[Saved data entries]
//! Render a [`MetricsResult`] for people: CSV for spreadsheets, Markdown
//! for reports, pretty JSON for everything else.

use std::fmt::Write as _;

use crate::{
  Result,
  metrics::{MetricsResult, RowKind},
};

const CSV_HEADER: &[&str] = &[
  "kind",
  "id",
  "title",
  "date",
  "rep",
  "prospect",
  "label",
  "source",
  "raw_status",
  "is_override",
  "days_to_signup",
];

pub fn to_json(result: &MetricsResult) -> Result<String> {
  Ok(serde_json::to_string_pretty(result)?)
}

/// One row per audit row, with an RFC 4180 header.
pub fn to_csv(result: &MetricsResult) -> String {
  let mut out = String::new();
  push_csv_line(&mut out, CSV_HEADER.iter().copied());

  for row in &result.rows {
    let kind = match row.kind {
      RowKind::Call => "call",
      RowKind::ManualClose => "manual_close",
    };
    let date = row.date.to_rfc3339();
    let days = row.days_to_signup.map(|d| d.to_string()).unwrap_or_default();
    push_csv_line(
      &mut out,
      [
        kind,
        &row.id,
        row.title.as_deref().unwrap_or_default(),
        &date,
        &row.rep,
        row.prospect.as_deref().unwrap_or_default(),
        &row.label,
        row.source.as_ref(),
        &row.raw_status,
        if row.is_override { "true" } else { "false" },
        &days,
      ],
    );
  }
  out
}

fn push_csv_line<'a>(out: &mut String, fields: impl IntoIterator<Item = &'a str>) {
  let line = fields
    .into_iter()
    .map(csv_field)
    .collect::<Vec<_>>()
    .join(",");
  out.push_str(&line);
  out.push_str("\r\n");
}

fn csv_field(value: &str) -> String {
  if value.contains([',', '"', '\n', '\r']) {
    format!("\"{}\"", value.replace('"', "\"\""))
  } else {
    value.to_owned()
  }
}

/// Summary table followed by the audit trail.
pub fn to_markdown(result: &MetricsResult) -> String {
  let mut md = String::from("# Closing-rate report\n\n");

  if let Some(rep) = &result.rep {
    let _ = writeln!(md, "**Rep:** {rep}  ");
  }
  if let Some(range) = &result.range {
    let _ = writeln!(
      md,
      "**Period:** {} – {}  ",
      range.start.format("%Y-%m-%d"),
      range.end.format("%Y-%m-%d")
    );
  }

  md.push_str("\n| Metric | Value |\n|---|---|\n");
  let avg = result
    .avg_days_to_signup
    .map(|d| format!("{d} days"))
    .unwrap_or_else(|| "n/a".to_owned());
  for (metric, value) in [
    ("Calls (raw)", result.raw_call_count.to_string()),
    ("Sales calls", result.sales_call_count.to_string()),
    ("Excluded", result.excluded_count.to_string()),
    ("Calls analysed", result.call_count.to_string()),
    ("Signups", result.signup_count.to_string()),
    ("Active", result.active_count.to_string()),
    ("Churned", result.churned_count.to_string()),
    ("Team", result.team_count.to_string()),
    ("No close", result.no_close_count.to_string()),
    ("Manual closes", result.manual_close_count.to_string()),
    ("Signup rate", format!("{}%", result.signup_rate)),
    ("Active rate", format!("{}%", result.active_rate)),
    ("Churn rate", format!("{}%", result.churned_rate)),
    ("Avg. days to signup", avg),
  ] {
    let _ = writeln!(md, "| {metric} | {value} |");
  }

  if !result.rows.is_empty() {
    md.push_str("\n## Calls\n\n| Date | Title | Prospect | Outcome | Source | Override |\n|---|---|---|---|---|---|\n");
    for row in &result.rows {
      let _ = writeln!(
        md,
        "| {} | {} | {} | {} | {} | {} |",
        row.date.format("%Y-%m-%d"),
        escape_cell(row.title.as_deref().unwrap_or("(untitled)")),
        row.prospect.as_deref().unwrap_or("–"),
        row.label,
        row.source,
        if row.is_override { "yes" } else { "" },
      );
    }
  }
  md
}

fn escape_cell(s: &str) -> String { s.replace('|', "\\|") }

#[cfg(test)]
mod tests {
  use chrono::{TimeZone, Utc};

  use super::*;
  use crate::{
    call::DateRange,
    lifecycle::Source,
    metrics::{AuditRow, MetricsCalculator, MetricsInput, MetricsOptions},
  };

  fn result_with_row(title: &str) -> MetricsResult {
    let start = Utc.with_ymd_and_hms(2024, 1, 1, 0, 0, 0).unwrap();
    let end = Utc.with_ymd_and_hms(2024, 1, 31, 0, 0, 0).unwrap();
    let mut result = MetricsCalculator::default()
      .compute_metrics(&MetricsInput::default(), MetricsOptions::default())
      .for_request(Some("rep@acme.io".into()), DateRange::new(start, end).unwrap());
    result.rows.push(AuditRow {
      kind:           RowKind::Call,
      id:             "c1".into(),
      title:          Some(title.into()),
      date:           start,
      rep:            "rep@acme.io".into(),
      prospect:       Some("pat@lead.com".into()),
      label:          "active".into(),
      source:         Source::Subscription,
      raw_status:     "active".into(),
      is_override:    false,
      days_to_signup: Some(7),
    });
    result
  }

  #[test]
  fn csv_has_header_and_quotes_fields() {
    let csv = to_csv(&result_with_row("Demo, \"final\""));
    let mut lines = csv.split("\r\n");
    assert_eq!(lines.next(), Some(CSV_HEADER.join(",").as_str()));
    let row = lines.next().unwrap();
    assert!(row.starts_with("call,c1,\"Demo, \"\"final\"\"\","), "{row}");
    assert!(row.ends_with(",subscription,active,false,7"), "{row}");
  }

  #[test]
  fn markdown_contains_summary_and_rows() {
    let md = to_markdown(&result_with_row("Discovery | Contoso"));
    assert!(md.contains("**Rep:** rep@acme.io"));
    assert!(md.contains("**Period:** 2024-01-01 – 2024-01-31"));
    assert!(md.contains("| Signup rate | 0% |"));
    assert!(md.contains("| Avg. days to signup | n/a |"));
    assert!(md.contains("Discovery \\| Contoso"));
  }

  #[test]
  fn json_is_the_result_verbatim() {
    let result = result_with_row("Demo");
    let json = to_json(&result).unwrap();
    let back: MetricsResult = serde_json::from_str(&json).unwrap();
    assert_eq!(back, result);
  }
}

▶ _Task_: An exact repetition of all the entries is required.

▶ _Written answer_:
//! Render a [`MetricsResult`] for people: CSV for spreadsheets, Markdown
//! for reports, pretty JSON for everything else.

use std::fmt::Write as _;

use crate::{
  Result,
  metrics::{MetricsResult, RowKind},
};

const CSV_HEADER: &[&str] = &[
  "kind",
  "id",
  "title",
  "date",
  "rep",
  "prospect",
  "label",
  "source",
  "raw_status",
  "is_override",
  "days_to_signup",
];

pub fn to_json(result: &MetricsResult) -> Result<String> {
  Ok(serde_json::to_string_pretty(result)?)
}

/// One row per audit row, with an RFC 4180 header.
pub fn to_csv(result: &MetricsResult) -> String {
  let mut out = String::new();
  push_csv_line(&mut out, CSV_HEADER.iter().copied());

  for row in &result.rows {
    let kind = match row.kind {
      RowKind::Call => "call",
      RowKind::ManualClose => "manual_close",
    };
    let date = row.date.to_rfc3339();
    let days = row.days_to_signup.map(|d| d.to_string()).unwrap_or_default();
    push_csv_line(
      &mut out,
      [
        kind,
        &row.id,
        row.title.as_deref().unwrap_or_default(),
        &date,
        &row.rep,
        row.prospect.as_deref().unwrap_or_default(),
        &row.label,
        row.source.as_ref(),
        &row.raw_status,
        if row.is_override { "true" } else { "false" },
        &days,
      ],
    );
  }
  out
}

fn push_csv_line<'a>(out: &mut String, fields: impl IntoIterator<Item = &'a str>) {
  let line = fields
    .into_iter()
    .map(csv_field)
    .collect::<Vec<_>>()
    .join(",");
  out.push_str(&line);
  out.push_str("\r\n");
}

fn csv_field(value: &str) -> String {
  if value.contains([',', '"', '\n', '\r']) {
    format!("\"{}\"", value.replace('"', "\"\""))
  } else {
    value.to_owned()
  }
}

/// Summary table followed by the audit trail.
pub fn to_markdown(result: &MetricsResult) -> String {
  let mut md = String::from("# Closing-rate report\n\n");

  if let Some(rep) = &result.rep {
    let _ = writeln!(md, "**Rep:** {rep}  ");
  }
  if let Some(range) = &result.range {
    let _ = writeln!(
      md,
      "**Period:** {} – {}  ",
      range.start.format("%Y-%m-%d"),
      range.end.format("%Y-%m-%d")
    );
  }

  md.push_str("\n| Metric | Value |\n|---|---|\n");
  let avg = result
    .avg_days_to_signup
    .map(|d| format!("{d} days"))
    .unwrap_or_else(|| "n/a".to_owned());
  for (metric, value) in [
    ("Calls (raw)", result.raw_call_count.to_string()),
    ("Sales calls", result.sales_call_count.to_string()),
    ("Excluded", result.excluded_count.to_string()),
    ("Calls analysed", result.call_count.to_string()),
    ("Signups", result.signup_count.to_string()),
    ("Active", result.active_count.to_string()),
    ("Churned", result.churned_count.to_string()),
    ("Team", result.team_count.to_string()),
    ("No close", result.no_close_count.to_string()),
    ("Manual closes", result.manual_close_count.to_string()),
    ("Signup rate", format!("{}%", result.signup_rate)),
    ("Active rate", format!("{}%", result.active_rate)),
    ("Churn rate", format!("{}%", result.churned_rate)),
    ("Avg. days to signup", avg),
  ] {
    let _ = writeln!(md, "| {metric} | {value} |");
  }

  if !result.rows.is_empty() {
    md.push_str("\n## Calls\n\n| Date | Title | Prospect | Outcome | Source | Override |\n|---|---|---|---|---|---|\n");
    for row in &result.rows {
      let _ = writeln!(
        md,
        "| {} | {} | {} | {} | {} | {} |",
        row.date.format("%Y-%m-%d"),
        escape_cell(row.title.as_deref().unwrap_or("(untitled)")),
        row.prospect.as_deref().unwrap_or("–"),
        row.label,
        row.source,
        if row.is_override { "yes" } else { "" },
      );
    }
  }
  md
}

fn escape_cell(s: &str) -> String { s.replace('|', "\\|") }

#[cfg(test)]
mod tests {
  use chrono::{TimeZone, Utc};

  use super::*;
  use crate::{
    call::DateRange,
    lifecycle::Source,
    metrics::{AuditRow, MetricsCalculator, MetricsInput, MetricsOptions},
  };

  fn result_with_row(title: &str) -> MetricsResult {
    let start = Utc.with_ymd_and_hms(2024, 1, 1, 0, 0, 0).unwrap();
    let end = Utc.with_ymd_and_hms(2024, 1, 31, 0, 0, 0).unwrap();
    let mut result = MetricsCalculator::default()
      .compute_metrics(&MetricsInput::default(), MetricsOptions::default())
      .for_request(Some("rep@acme.io".into()), DateRange::new(start, end).unwrap());
    result.rows.push(AuditRow {
      kind:           RowKind::Call,
      id:             "c1".into(),
      title:          Some(title.into()),
      date:           start,
      rep:            "rep@acme.io".into(),
      prospect:       Some("pat@lead.com".into()),
      label:          "active".into(),
      source:         Source::Subscription,
      raw_status:     "active".into(),
      is_override:    false,
      days_to_signup: Some(7),
    });
    result
  }

  #[test]
  fn csv_has_header_and_quotes_fields() {
    let csv = to_csv(&result_with_row("Demo, \"final\""));
    let mut lines = csv.split("\r\n");
    assert_eq!(lines.next(), Some(CSV_HEADER.join(",").as_str()));
    let row = lines.next().unwrap();
    assert!(row.starts_with("call,c1,\"Demo, \"\"final\"\"\","), "{row}");
    assert!(row.ends_with(",subscription,active,false,7"), "{row}");
  }

  #[test]
  fn markdown_contains_summary_and_rows() {
    let md = to_markdown(&result_with_row("Discovery | Contoso"));
    assert!(md.contains("**Rep:** rep@acme.io"));
    assert!(md.contains("**Period:** 2024-01-01 – 2024-01-31"));
    assert!(md.contains("| Signup rate | 0% |"));
    assert!(md.contains("| Avg. days to signup | n/a |"));
    assert!(md.contains("Discovery \\| Contoso"));
  }

  #[test]
  fn json_is_the_result_verbatim() {
    let result = result_with_row("Demo");
    let json = to_json(&result).unwrap();
    let back: MetricsResult = serde_json::from_str(&json).unwrap();
    assert_eq!(back, result);
  }
}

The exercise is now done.